Dans les allées de la Game Developers Conference (GDC), ce grand salon destiné aux développeurs de jeux vidéo, qui s'est tenu du 17 au 21 mars à San Francisco, il était impossible de rater le stand PlayStation. C'était le plus imposant, avec son immense structure bleue et ses nombreuses bornes de démonstration consacrées aux consoles de jeu de Sony.
Microsoft n'était pas en reste. Si son stand Xbox était plus modeste, il était situé à un endroit stratégique: à l'entrée du Moscone Center où se tenait le salon.
Pour les deux rivaux, la GDC constituait un nouveau terrain d'affrontement, quatre mois après le lancement de leur nouvelle génération de consoles, la PlayStation 4 et la Xbox One.
Sony et Microsoft y étaient venus courtiser les développeurs indépendants, ces petites structures souvent plus créatives que les grands éditeurs, comme Activision, Electronic Arts ou Ubisoft.
« Avec l'envolée de leurs budgets de production, les impératifs financiers tendent à limiter leur prise de risques », avance Charles Cox, PDG du studio 4Gency.
Les dirigeants des deux sociétés ont multiplié annonces, promesses et déclarations d'amour. « Vous êtes ceux qui innovent et créent des expériences uniques », a lancé, mercredi, Frank Savage, de Microsoft.
La veille, Shuhei Yoshida, l'un des principaux responsables de Sony, avait salué
«les développeurs passionnés qui nous aident à créer des expériences incroyables ».
LES INDÉPENDANTS, PILIERS DE SA STRATÉGIE
Cette bataille a débuté en février 2013, lors de la présentation de la PS4. Sony avait fait des indépendants l'un des piliers de sa stratégie.

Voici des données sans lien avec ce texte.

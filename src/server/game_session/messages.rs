use actix::prelude::*;
use serde::{Serialize, Deserialize};
use serde_json::Value;
use uuid::Uuid;

use super::session::GameSessionActor;
use crate::game::error::SessionError;
use crate::game::state::{FinishedRun, GameState};
use crate::game::types::Direction;

/// Commands a player sends over the WebSocket.
#[derive(Serialize, Deserialize, Clone, Debug, PartialEq)]
#[serde(tag = "action", content = "data")]
pub enum ClientWsMessage {
    Move(Direction),
    Restart,
    SubmitScore,
    Ping,
}

/// Updates pushed to every viewer of a session.
#[derive(Message, Serialize, Deserialize, Clone, Debug)]
#[rtype(result = "()")]
#[serde(tag = "action", content = "data")]
pub enum ServerWsMessage {
    State {
        game_id: Uuid,
        state: GameState,
    },
    ScoreSaved(FinishedRun),
    Error {
        code: String,
        message: String,
        context: Option<Value>,
    },
}

impl ServerWsMessage {
    pub fn state(game_id: Uuid, state: GameState) -> Self {
        Self::State { game_id, state }
    }
    pub fn error(code: &str, message: &str, context: Option<Value>) -> Self {
        Self::Error {
            code: code.to_string(),
            message: message.to_string(),
            context,
        }
    }
}

/// A command from the session's player, forwarded by its WebSocket actor.
#[derive(Message)]
#[rtype(result = "Result<(), SessionError>")]
pub struct ProcessClientMessage {
    pub msg: ClientWsMessage,
    pub player_id: String,
}

#[derive(Message)]
#[rtype(result = "()")]
pub struct RegisterSession {
    pub connection_id: Uuid,
    pub addr: Addr<GameSessionActor>,
    pub is_player: bool,
}

#[derive(Message)]
#[rtype(result = "()")]
pub struct UnregisterSession {
    pub connection_id: Uuid,
}

#[derive(Message)]
#[rtype(result = "GameState")]
pub struct GetState;

#[derive(Message)]
#[rtype(result = "bool")]
pub struct IsPlayer(pub String);

/// Sent by a session to the manager once it has stopped.
#[derive(Message)]
#[rtype(result = "()")]
pub struct SessionClosed {
    pub game_id: Uuid,
}
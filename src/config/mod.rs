/// Main configuration module.
/// 
/// Re-exports submodules for game, server and anti-spam configuration.
pub mod anti_spam;
pub mod game;
pub mod server;
//! Error types for the grid engine and the session controller.

#[derive(thiserror::Error, Debug, Clone, PartialEq, Eq)]
pub enum GridError {
    #[error("grid size {0} is below the minimum")]
    TooSmall(usize),
    #[error("grid is not square: row {row} has {len} cells, expected {expected}")]
    NotSquare { row: usize, len: usize, expected: usize },
    #[error("invalid tile value {value} at ({row}, {col})")]
    InvalidTile { row: usize, col: usize, value: u64 },
    #[error("invalid direction: {0:?}")]
    InvalidDirection(String),
}

#[derive(thiserror::Error, Debug, Clone, PartialEq, Eq)]
pub enum SessionError {
    #[error("game is over")]
    GameOver,
    #[error("game is still in progress")]
    NotFinished,
    #[error("score already submitted")]
    AlreadySubmitted,
}

impl SessionError {
    /// Stable code sent to WebSocket clients.
    pub fn code(&self) -> &'static str {
        match self {
            SessionError::GameOver => "GAME_OVER",
            SessionError::NotFinished => "GAME_NOT_FINISHED",
            SessionError::AlreadySubmitted => "ALREADY_SUBMITTED",
        }
    }
}
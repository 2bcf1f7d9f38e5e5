//! WebSocket session handler for a single game.
//!
//! One actor per connection. The session's player may send commands; any
//! other connection is a read-only spectator receiving state updates.

use actix::prelude::*;
use actix_web::{HttpRequest, HttpResponse, web, Error, error};
use actix_web_actors::ws;
use log::{debug, info};
use std::borrow::Cow;
use uuid::Uuid;

use crate::server::anti_spam::{AntiSpamState, Verdict};
use crate::server::game_session::server::{GameSession, GetGameSession};
use crate::server::game_session::messages::{
    ClientWsMessage, IsPlayer, ProcessClientMessage, RegisterSession, ServerWsMessage, UnregisterSession,
};
use crate::server::ws_actor_utils::WsActorUtils;

pub struct GameSessionActor {
    pub game_id: Uuid,
    pub connection_id: Uuid,
    pub player_id: String,
    pub is_player: bool,
    pub session_addr: Addr<GameSession>,
    pub anti_spam: AntiSpamState,
}

impl WsActorUtils for GameSessionActor {
    fn anti_spam(&mut self) -> &mut AntiSpamState {
        &mut self.anti_spam
    }

    fn player_id(&self) -> &str {
        &self.player_id
    }
}

impl Actor for GameSessionActor {
    type Context = ws::WebsocketContext<Self>;

    fn started(&mut self, ctx: &mut Self::Context) {
        self.session_addr.do_send(RegisterSession {
            connection_id: self.connection_id,
            addr: ctx.address(),
            is_player: self.is_player,
        });
    }

    fn stopped(&mut self, _ctx: &mut Self::Context) {
        debug!("[GameSessionActor] Disconnected game_id={} player={}", self.game_id, self.player_id);
        self.session_addr.do_send(UnregisterSession {
            connection_id: self.connection_id,
        });
    }
}

impl GameSessionActor {
    fn handle_client_message(&mut self, msg: ClientWsMessage, ctx: &mut ws::WebsocketContext<Self>) {
        if msg == ClientWsMessage::Ping {
            return;
        }
        if !self.is_player {
            self.reject(ctx, "SPECTATOR", "Spectators cannot send commands", None);
            return;
        }
        if matches!(msg, ClientWsMessage::Move(_)) && self.anti_spam.check_move() != Verdict::Allow {
            self.reject(ctx, "THROTTLED", "Too many moves, slow down", None);
            return;
        }

        let request = self.session_addr.send(ProcessClientMessage {
            msg,
            player_id: self.player_id.clone(),
        });
        ctx.spawn(request.into_actor(self).map(|result, act, ctx| match result {
            Ok(Ok(())) => act.anti_spam.command_succeeded(),
            Ok(Err(e)) => act.reject(ctx, e.code(), &e.to_string(), None),
            Err(_) => act.reject(ctx, "INTERNAL_ERROR", "Game session unavailable", None),
        }));
    }
}

impl StreamHandler<Result<ws::Message, ws::ProtocolError>> for GameSessionActor {
    fn handle(&mut self, msg: Result<ws::Message, ws::ProtocolError>, ctx: &mut Self::Context) {
        match msg {
            Ok(ws::Message::Text(text)) => {
                if !self.admit_frame(ctx) {
                    return;
                }
                match serde_json::from_str::<ClientWsMessage>(&text) {
                    Ok(msg) => self.handle_client_message(msg, ctx),
                    Err(e) => {
                        debug!("[GameSessionActor] Invalid command from {}: {}", self.player_id, e);
                        self.reject(ctx, "INVALID_COMMAND", "Invalid command", None);
                    }
                }
            }
            Ok(ws::Message::Ping(msg)) => ctx.pong(&msg),
            Ok(ws::Message::Close(_)) => ctx.stop(),
            _ => (),
        }
    }
}

// State pushes bypass the error budget.
impl Handler<ServerWsMessage> for GameSessionActor {
    type Result = ();

    fn handle(&mut self, msg: ServerWsMessage, ctx: &mut Self::Context) -> Self::Result {
        match serde_json::to_string(&msg) {
            Ok(text) => ctx.text(text),
            Err(_) => ctx.text(r#"{"action":"Error","data":{"code":"INTERNAL_ERROR","message":"Failed to serialize game state","context":null}}"#),
        }
    }
}

/// Extract the `player` query parameter, if any.
fn player_from_query(query: &str) -> Option<String> {
    query.split('&')
        .filter_map(|kv| kv.split_once('='))
        .find(|(key, _)| *key == "player")
        .map(|(_, value)| urlencoding::decode(value).unwrap_or(Cow::Borrowed("")).into_owned())
        .filter(|player| !player.is_empty())
}

/// WebSocket endpoint for a game session.
///
/// Expects the game id in the path and an optional `player` query parameter.
/// Connections without the session's player id join as spectators.
pub async fn ws_game(
    req: HttpRequest,
    stream: web::Payload,
    path: web::Path<Uuid>,
    data: web::Data<crate::server::state::AppState>,
) -> Result<HttpResponse, Error> {
    let game_id = path.into_inner();

    let session_addr = data.game_session_manager
        .send(GetGameSession { game_id })
        .await
        .map_err(error::ErrorInternalServerError)?
        .map_err(error::ErrorNotFound)?;

    let connection_id = Uuid::new_v4();
    let player_id = player_from_query(req.query_string())
        .unwrap_or_else(|| format!("spectator-{}", connection_id));

    let is_player = session_addr
        .send(IsPlayer(player_id.clone()))
        .await
        .map_err(error::ErrorInternalServerError)?;

    info!("[GameSessionActor] Connection game_id={} player={} is_player={}", game_id, player_id, is_player);

    ws::start(
        GameSessionActor {
            game_id,
            connection_id,
            player_id,
            is_player,
            session_addr,
            anti_spam: AntiSpamState::new(),
        },
        &req,
        stream,
    )
}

En juin, lors de sa grande conférence de l'E3, le plus grand salon de jeux vidéo, le japonais avait même invité neuf développeurs indépendants à présenter leur projet sur scène.
« Dès le début, ils ont été à l'écoute de nos besoins et de nos problèmes » , se souvient Yousuf Mapara, directeur créatif du studio canadien Switchblade Monkeys, dont le premier jeu, Secret Panchos, est prévu exclusivement sur PS4.
« Nous mettons à leur disposition de nombreux outils et ressources gratuitement », rappelle Chris Norden de Sony.
Microsoft, lui, s'est un peu fourvoyé. Il a suscité la colère des petits studios en remettant en cause l'auto-édition. Avant de faire marche arrière.
« Microsoft essaie de rattraper le coup», commente un développeur.
A la GDC, la société a organisé de nombreuses présentations pour vanter les mérites de sa plate-forme, Kinect, sa caméra à reconnaissance de mouvements, ou l'utilisation du cloud computing (informatique dématérialisée) pour démultiplier les possibilités graphiques.
Mardi 18 mars, la firme de Redmond a aussi dévoilé une liste de 25 jeux indépendants qui sortiront sur Xbox One au cours des prochains mois, dans le cadre d'un programme d'accompagnement des petits développeurs.
«Nous voulons rendre le processus le plus simple possible », explique son directeur Chris Charla. Sony revendique de son côté plus de 100 jeux en développement.
Si les deux rivaux s'affrontent pour séduire les petits studios, c'est parce que les jeux indépendants sont de plus en plus populaires auprès des joueurs. Le phénomène a débuté sur PC avant de s'étendre aux consoles.
PRIVILÉGIER LE TÉLÉCHARGEMENT
En plus de jolis succès critiques, certains titres ont atteint des niveaux de ventes élevés, à l'image de Minecraft qui a rapporté plus de 300millions de dollars en 2013 à Mojang, son développeur suédois.
Disponibles uniquement en téléchargement,
« les jeux indépendants sont la clé du marché dématérialisé », ajoute M.Mapara.
Or, c'est vers ce modèle de distribution que veulent se diriger Sony et Microsoft, qui y voient l'opportunité d'habituer les joueurs à acheter des jeux en ligne.
Sur un marché où les exclusivités se font de plus en plus rares - les grands éditeurs préfèrent sortir leurs titres sur plusieurs consoles pour maximiser leur retour sur investissements -, les jeux indépendants apparaissent également comme un élément de différenciation.
« Pour les petites équipes comme la notre, il est souvent préférable de se concentrer sur une seule plate-forme » , rappelle M.Cox, qui a opté pour la Xbox One.
En s'assurant le soutien du plus grand nombre de studios possibles, Sony et Microsoft veulent alimenter leur catalogue de jeux, dans l'espoir de faire pencher la balance de leur côté. Le japonais semble pour l'instant le mieux placé. En retard, son concurrent américain ne baisse cependant pas les bras.